Приблизительно так же был разрешен вопрос и о «перепроизводстве» орудий производства. В рассматриваемый нами период часть государственных предприятий систематически изготовляла больше машин и металла, чем могла купить другая часть, ввиду недостатка основного и оборотного капитала. Государственное хозяйство как будто бы запутывалось в тенетах капиталистических форм калькуляции. Но так как оборотный и основной капитал не падает с неба, а создается в процессе производства самой же промышленности, то задача государства и здесь заключалась в том, чтобы разрубать это противоречие между капиталистическими формами калькуляции и реальными возможностями развития производства, прибегая к резервам своего государственного фонда. Государство и здесь давало необходимые субсидии на закупку орудий производства тем заводам, которые не имели для этого свободных средств, либо давало субсидии производящим орудия производства предприятиям в счет их продукции. Здесь мы подошли к вопросу о том, как сложилось в это время центральное руководство всем государственным хозяйством. Но об этом более подробно мы скажем ниже.

Таким образом, уже тогда крупная социалистическая промышленность начинала непосредственно служить целям улучшения положения работников и увеличения их потребления. Правда, находить равновесие между тем, что можно и нужно отдать в фонд потребления рабочих и что нужно капитализировать для расширения основного и части оборотного капитала, было все же весьма затруднительно. Государственное хозяйство этого периода боролось с такими же гамлетовскими сомнениями, как и тот человек, у которого нет ни ботинок, ни брюк, а деньги есть для покупки чего-нибудь одного.

Если рабочие Советской России уже во второй половине первого десятилетия новой экономической политики начали питаться и одеваться не хуже, чем до войны, и их реальная заработная плата сравнялась и частью превысила заработную плату европейских рабочих, то в области жилищ дело обстояло гораздо хуже. Увеличение населения городов резко отставало от процесса восстановления разрушенных жилищ и нового строительства. В капиталистическом обществе, определенная часть капитала всегда отливала в область ремонта домов и нового строительства. Так было и у нас до войны. За время войны и революции не только прекратилось всякое новое строительство, но не было даже средств для текущего и среднего ремонта. Разрушение домов было так велико, что несмотря на огромное уменьшение городского и прежде всего рабочего населения в период голодных годов, наличных годных зданий для жилья не хватало даже для этого сильно уменьшенного городского населения.
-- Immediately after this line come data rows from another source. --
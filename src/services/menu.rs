//! Menu catalog
//!
//! Plain CRUD over menu items. Orders snapshot name and price at creation,
//! so edits here never reach back into existing orders.

use surrealdb::{RecordId, Surreal};
use surrealdb::engine::local::Db;
use validator::Validate;

use crate::db::models::{MenuItem, MenuItemCreate, MenuItemUpdate};
use crate::db::repository::MenuItemRepository;
use crate::utils::time::now_millis;
use crate::utils::{AppError, AppResult};

#[derive(Clone)]
pub struct MenuService {
    repo: MenuItemRepository,
}

impl MenuService {
    pub fn new(db: Surreal<Db>) -> Self {
        Self {
            repo: MenuItemRepository::new(db),
        }
    }

    pub async fn create(&self, data: MenuItemCreate) -> AppResult<MenuItem> {
        data.validate()
            .map_err(|e| AppError::validation(e.to_string()))?;
        let now = now_millis();
        let item = MenuItem {
            id: None,
            name: data.name,
            tagline: data.tagline,
            image_url: data.image_url,
            price: data.price,
            created_at: now,
            updated_at: now,
        };
        Ok(self.repo.create(item).await?)
    }

    pub async fn find_all(&self) -> AppResult<Vec<MenuItem>> {
        Ok(self.repo.find_all().await?)
    }

    pub async fn find_by_id(&self, id: &RecordId) -> AppResult<MenuItem> {
        self.repo
            .find_by_id(id)
            .await?
            .ok_or_else(|| AppError::not_found("menu item not found"))
    }

    pub async fn update(&self, id: &RecordId, data: MenuItemUpdate) -> AppResult<MenuItem> {
        Ok(self.repo.update(id, data).await?)
    }

    pub async fn delete(&self, id: &RecordId) -> AppResult<()> {
        if !self.repo.delete(id).await? {
            return Err(AppError::not_found("menu item not found"));
        }
        Ok(())
    }
}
В первые годы восстановление в жилищном деле началось прежде всего с ремонта существующих построек, новое же строительство было очень небольшим. Это новое строительство началось прежде всего в Москве, где с большой торжественностью было заложено впервые несколько новых огромных рабочих домов, построенных затем согласно требованиям последнего слова жилищной техники. Окончание этих первых построек было крупнейшим праздником не только для пролетариата Москвы, который в них собирался жить, но и для всей республики. Однако, ни эти сравнительно немногочисленные постройки, ни усиленный ремонт старых домов не могли разрешить жилищного кризиса. По мере восстановления промышленности не только возвращались в города рабочие, сбежавшие в деревню в голодные годы, но и началась тяга в город безработного крестьянского населения из тех слоев, которым не удалось восстановить своего хозяйства. Тяга из деревни в город увеличилась также вследствие земельного голода и перенаселения, которое начинало чувствоваться в деревне. Кроме того, строительство и ремонт городов привлекал массу строительных рабочих из деревни.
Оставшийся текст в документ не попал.